Stored data:
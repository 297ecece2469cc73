use std::io::Write;

use agentrelay_core::AppContext;
use agentrelay_core::session::Session;
use async_trait::async_trait;
use eyre::{Result, eyre};

use super::super::Command;

pub struct CreateSessionCommand {
    pub title: String,
    pub ctx: AppContext,
}

#[async_trait]
impl Command for CreateSessionCommand {
    async fn execute(&self) -> Result<()> {
        let session = Session::new(self.title.clone());
        let id = session.id.clone();

        self.ctx
            .store()
            .create_session(session)
            .await
            .map_err(|e| eyre!("Failed to create session: {}", e))?;

        let mut stdout = std::io::stdout();
        writeln!(stdout, "Created session: {id}")?;
        Ok(())
    }
}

_Directions_
Retyping every entry exactly is the whole of the task.

_Response for this exercise_
repository 297ecece2469cc73
use std::io::Write;

use agentrelay_core::AppContext;
use agentrelay_core::session::Session;
use async_trait::async_trait;
use eyre::{Result, eyre};

use super::super::Command;

pub struct CreateSessionCommand {
    pub title: String,
    pub ctx: AppContext,
}

#[async_trait]
impl Command for CreateSessionCommand {
    async fn execute(&self) -> Result<()> {
        let session = Session::new(self.title.clone());
        let id = session.id.clone();

        self.ctx
            .store()
            .create_session(session)
            .await
            .map_err(|e| eyre!("Failed to create session: {}", e))?;

        let mut stdout = std::io::stdout();
        writeln!(stdout, "Created session: {id}")?;
        Ok(())
    }
}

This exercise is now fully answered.